**Your instructions**. Only the lines with the string "Errors" are needed; return each of them from the entries below.

Top of Data to process

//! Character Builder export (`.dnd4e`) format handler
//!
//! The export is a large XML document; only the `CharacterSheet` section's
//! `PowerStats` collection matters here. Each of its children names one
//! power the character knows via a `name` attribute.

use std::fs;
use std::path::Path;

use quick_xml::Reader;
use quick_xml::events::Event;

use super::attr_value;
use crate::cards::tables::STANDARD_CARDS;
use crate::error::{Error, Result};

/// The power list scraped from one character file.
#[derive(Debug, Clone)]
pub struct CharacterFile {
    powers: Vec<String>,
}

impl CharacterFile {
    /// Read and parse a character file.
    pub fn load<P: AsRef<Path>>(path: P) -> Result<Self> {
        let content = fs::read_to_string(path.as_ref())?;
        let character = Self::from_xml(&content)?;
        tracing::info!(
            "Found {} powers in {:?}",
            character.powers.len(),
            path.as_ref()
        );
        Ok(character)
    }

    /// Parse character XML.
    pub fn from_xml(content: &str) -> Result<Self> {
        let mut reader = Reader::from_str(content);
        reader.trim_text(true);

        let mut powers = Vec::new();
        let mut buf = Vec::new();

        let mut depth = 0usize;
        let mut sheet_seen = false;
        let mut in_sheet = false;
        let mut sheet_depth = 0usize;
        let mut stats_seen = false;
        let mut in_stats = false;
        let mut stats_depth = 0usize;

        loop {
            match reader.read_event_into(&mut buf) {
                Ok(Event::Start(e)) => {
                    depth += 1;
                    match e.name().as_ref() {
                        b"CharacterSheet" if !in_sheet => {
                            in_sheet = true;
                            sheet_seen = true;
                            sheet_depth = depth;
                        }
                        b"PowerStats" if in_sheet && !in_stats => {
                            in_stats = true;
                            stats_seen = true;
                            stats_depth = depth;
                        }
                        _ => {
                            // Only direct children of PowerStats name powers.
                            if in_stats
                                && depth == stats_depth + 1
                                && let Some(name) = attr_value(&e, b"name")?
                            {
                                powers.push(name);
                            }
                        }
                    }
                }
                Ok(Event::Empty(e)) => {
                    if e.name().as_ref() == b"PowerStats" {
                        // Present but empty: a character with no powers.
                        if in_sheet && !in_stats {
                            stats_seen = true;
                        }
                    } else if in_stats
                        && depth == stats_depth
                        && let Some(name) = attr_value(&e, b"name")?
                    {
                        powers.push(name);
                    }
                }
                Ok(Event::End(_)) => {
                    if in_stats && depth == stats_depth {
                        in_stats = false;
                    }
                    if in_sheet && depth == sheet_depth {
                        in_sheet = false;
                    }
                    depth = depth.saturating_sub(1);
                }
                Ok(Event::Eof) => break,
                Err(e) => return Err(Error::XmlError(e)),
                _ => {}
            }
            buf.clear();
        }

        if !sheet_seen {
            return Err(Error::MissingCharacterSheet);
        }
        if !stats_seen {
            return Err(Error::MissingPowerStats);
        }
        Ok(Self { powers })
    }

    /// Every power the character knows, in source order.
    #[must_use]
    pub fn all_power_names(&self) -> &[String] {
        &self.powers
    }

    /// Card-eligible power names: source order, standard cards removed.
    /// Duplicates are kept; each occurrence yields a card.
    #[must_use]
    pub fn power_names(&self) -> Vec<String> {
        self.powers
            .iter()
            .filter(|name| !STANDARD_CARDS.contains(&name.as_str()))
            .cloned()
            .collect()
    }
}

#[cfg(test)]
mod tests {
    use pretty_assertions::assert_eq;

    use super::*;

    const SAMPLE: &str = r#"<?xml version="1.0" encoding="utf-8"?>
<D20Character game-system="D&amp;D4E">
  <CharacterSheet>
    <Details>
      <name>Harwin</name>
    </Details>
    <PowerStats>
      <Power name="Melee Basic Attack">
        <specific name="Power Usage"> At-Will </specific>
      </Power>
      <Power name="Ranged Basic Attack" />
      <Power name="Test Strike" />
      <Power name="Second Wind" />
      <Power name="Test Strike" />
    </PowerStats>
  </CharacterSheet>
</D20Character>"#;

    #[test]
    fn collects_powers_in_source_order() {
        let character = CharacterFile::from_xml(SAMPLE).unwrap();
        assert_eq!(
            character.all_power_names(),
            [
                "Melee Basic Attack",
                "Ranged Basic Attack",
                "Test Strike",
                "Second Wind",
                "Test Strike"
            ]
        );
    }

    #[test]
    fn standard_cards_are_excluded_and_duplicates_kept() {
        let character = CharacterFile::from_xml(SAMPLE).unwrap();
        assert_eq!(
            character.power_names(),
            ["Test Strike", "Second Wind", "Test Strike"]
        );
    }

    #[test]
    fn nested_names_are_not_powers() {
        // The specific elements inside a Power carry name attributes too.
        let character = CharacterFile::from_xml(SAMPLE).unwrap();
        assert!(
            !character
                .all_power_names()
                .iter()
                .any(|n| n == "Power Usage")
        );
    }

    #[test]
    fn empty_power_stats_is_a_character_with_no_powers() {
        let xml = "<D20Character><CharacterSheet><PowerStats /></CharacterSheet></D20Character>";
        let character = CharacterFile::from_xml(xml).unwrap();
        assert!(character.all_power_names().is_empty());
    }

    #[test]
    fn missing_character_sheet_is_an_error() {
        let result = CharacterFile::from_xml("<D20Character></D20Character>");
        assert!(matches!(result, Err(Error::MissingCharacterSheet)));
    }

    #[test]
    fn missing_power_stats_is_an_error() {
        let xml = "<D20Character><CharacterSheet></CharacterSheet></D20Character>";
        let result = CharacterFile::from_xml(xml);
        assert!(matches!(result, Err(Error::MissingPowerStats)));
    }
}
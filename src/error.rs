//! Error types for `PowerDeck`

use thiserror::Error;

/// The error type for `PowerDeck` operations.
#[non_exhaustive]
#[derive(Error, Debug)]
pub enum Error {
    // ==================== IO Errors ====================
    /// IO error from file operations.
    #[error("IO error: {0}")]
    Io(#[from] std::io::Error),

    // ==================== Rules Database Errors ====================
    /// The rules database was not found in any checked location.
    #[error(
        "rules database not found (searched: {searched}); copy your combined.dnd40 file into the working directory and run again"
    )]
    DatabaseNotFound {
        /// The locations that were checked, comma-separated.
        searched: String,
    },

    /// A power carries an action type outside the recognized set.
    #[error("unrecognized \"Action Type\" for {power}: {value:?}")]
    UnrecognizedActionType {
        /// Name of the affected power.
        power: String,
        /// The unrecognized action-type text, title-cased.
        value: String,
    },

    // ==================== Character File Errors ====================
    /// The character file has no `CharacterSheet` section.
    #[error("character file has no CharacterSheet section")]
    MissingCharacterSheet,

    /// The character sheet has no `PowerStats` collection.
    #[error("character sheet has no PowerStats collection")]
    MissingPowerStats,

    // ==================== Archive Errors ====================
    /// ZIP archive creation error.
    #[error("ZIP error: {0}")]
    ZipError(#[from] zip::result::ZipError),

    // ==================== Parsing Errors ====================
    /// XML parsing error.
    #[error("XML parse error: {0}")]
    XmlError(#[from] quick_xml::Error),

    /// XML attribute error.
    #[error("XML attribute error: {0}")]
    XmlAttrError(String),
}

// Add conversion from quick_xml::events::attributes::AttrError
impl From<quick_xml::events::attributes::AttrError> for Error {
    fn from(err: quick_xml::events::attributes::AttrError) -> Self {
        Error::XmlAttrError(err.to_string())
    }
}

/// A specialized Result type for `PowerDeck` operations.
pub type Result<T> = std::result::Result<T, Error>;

Bottom of Data to process

**Response below**.
    // ==================== IO Errors ====================
    // ==================== Rules Database Errors ====================
    // ==================== Character File Errors ====================
    // ==================== Archive Errors ====================
    // ==================== Parsing Errors ====================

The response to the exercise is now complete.